CSE 592 - Data Mining - Spring 2001 - Homework 1

Due Date: 11 April 2001 6:30pm (The third week of class)

Turn-in procedure: Please email grimes@cs.washington.edu before class on 11 April. I would highly prefer not to get Word documents. Postscript, PDF, HTML, or plain text would be much easier for me to read (on my Linux machine). Please email me if you don't know how to generate any of these formats from Word. Note that zipping (with either WinZip/PKZip or gzip) Postscript files is a really good idea.

Please use the subject "CSE592: HW1 Submission", and in the text part of the message include your name and student id.

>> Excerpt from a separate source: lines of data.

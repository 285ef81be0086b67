//! Mapping from the parser's data model to LSP types.

use speclog::ir::{FoldRegion, LineRange, LinkSpan, NodeKind, OutlineNode};
use tower_lsp::lsp_types::{
    DocumentLink, DocumentSymbol, FoldingRange, FoldingRangeKind, Position, Range, SymbolKind, Url,
};

pub fn to_range(range: &LineRange) -> Range {
    Range {
        start: Position {
            line: range.start.line,
            character: range.start.character,
        },
        end: Position {
            line: range.end.line,
            character: range.end.character,
        },
    }
}

pub fn to_folding_range(fold: &FoldRegion) -> FoldingRange {
    FoldingRange {
        start_line: fold.start_line,
        start_character: None,
        end_line: fold.end_line,
        end_character: None,
        kind: Some(FoldingRangeKind::Region),
        collapsed_text: None,
    }
}

fn symbol_kind(kind: NodeKind) -> SymbolKind {
    match kind {
        NodeKind::Session => SymbolKind::ENUM,
        NodeKind::Prompt => SymbolKind::ENUM_MEMBER,
        NodeKind::Scan => SymbolKind::NUMBER,
    }
}

pub fn to_document_symbol(node: &OutlineNode) -> DocumentSymbol {
    #[allow(deprecated)]
    DocumentSymbol {
        name: node.name.clone(),
        detail: Some(node.detail.clone()).filter(|detail| !detail.is_empty()),
        kind: symbol_kind(node.kind),
        tags: None,
        deprecated: None,
        range: to_range(&node.range),
        selection_range: to_range(&node.selection_range),
        children: Some(node.children.iter().map(to_document_symbol).collect()),
    }
}

/// Links whose target cannot be expressed as a `file:` URL are dropped.
pub fn to_document_link(link: &LinkSpan) -> Option<DocumentLink> {
    let target = Url::from_file_path(&link.target).ok()?;
    Some(DocumentLink {
        range: Range {
            start: Position {
                line: link.line,
                character: link.start_column,
            },
            end: Position {
                line: link.line,
                character: link.end_column,
            },
        },
        target: Some(target),
        tooltip: Some(link.target.display().to_string()),
        data: None,
    })
}

#[cfg(test)]
mod tests {
    use super::*;
    use speclog::{OutlineParser, TextLines};

    const LOG: &str = "1.SPEC> ascan th 0 1 4 1
Scan 7   ascan   file=/data/run.007  ascan th 0 1 4 1  user=alice
ascan th 0 1 4 1

#  th  det
0  1
1  4
2  9
3  16
4  25
2.SPEC> ";

    #[test]
    fn test_symbols_nest() {
        let result = OutlineParser::new().parse(&TextLines::new(LOG));
        let symbols: Vec<_> = result.document_symbols.iter().map(to_document_symbol).collect();

        assert_eq!(symbols.len(), 1);
        assert_eq!(symbols[0].kind, SymbolKind::ENUM);
        assert_eq!(symbols[0].detail, None);

        let prompts = symbols[0].children.as_ref().unwrap();
        assert_eq!(prompts[0].kind, SymbolKind::ENUM_MEMBER);
        assert_eq!(prompts[0].detail.as_deref(), Some("ascan th 0 1 4 1"));

        let scans = prompts[0].children.as_ref().unwrap();
        assert_eq!(scans[0].name, "Scan 7");
        assert_eq!(scans[0].kind, SymbolKind::NUMBER);
        assert_eq!(scans[0].selection_range.start, Position { line: 1, character: 0 });
        assert_eq!(scans[0].range.end.line, 9);
    }

    #[test]
    fn test_folds_and_links() {
        let result = OutlineParser::new().parse(&TextLines::new(LOG));

        let folds: Vec<_> = result.folding_ranges.iter().map(to_folding_range).collect();
        assert!(folds.iter().all(|f| f.kind == Some(FoldingRangeKind::Region)));
        assert!(folds.iter().any(|f| (f.start_line, f.end_line) == (5, 8)));

        let links: Vec<_> = result.document_links.iter().filter_map(to_document_link).collect();
        assert_eq!(links.len(), 1);
        assert_eq!(links[0].target.as_ref().unwrap().as_str(), "file:///data/run.007");
        assert_eq!(links[0].range.start, Position { line: 1, character: 22 });
        assert_eq!(links[0].range.end, Position { line: 1, character: 35 });
        assert_eq!(links[0].tooltip.as_deref(), Some("/data/run.007"));
    }
}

Notes: All homeworks are to be done individually. H&K refers to the Data Mining text by Han and Kamber. Mitchell refers to the Machine Learning text by Mitchell. The questions from Mitchell are included below due to the problem some people have had getting the book.

H&K - 2.4
H&K - 2.6 Note: By "Design a data warehouse" we mean: "Select a schema (e.g, star, snowflake) and design the fact table and dimension tables (i.e., choose the dimensions and measures to include, etc.). Justify your choices, discussing the relevant issues and alternatives."
H&K - 2.7(b)
Mitchell - 3.1 : Give decision trees to represent the following boolean functions:
- (a) A AND !B
- (b) A OR [B AND C]
- (c) A XOR B
- (d) [A AND B] OR [C AND D]
Mitchell - 3.2 : Consider the following set of training examples

Instance Classification A1 A2
1 + T T
2 + T T
3 - T F
4 + F F
5 - F T
6 - F T
- (a) What is the entropy of this collection of training examples with respect to the target function classification?
- (b) What is the information gain of A2 relative to these training examples?
Why is the validation set used for pruning a decision tree usually smaller than the one used to grow the tree?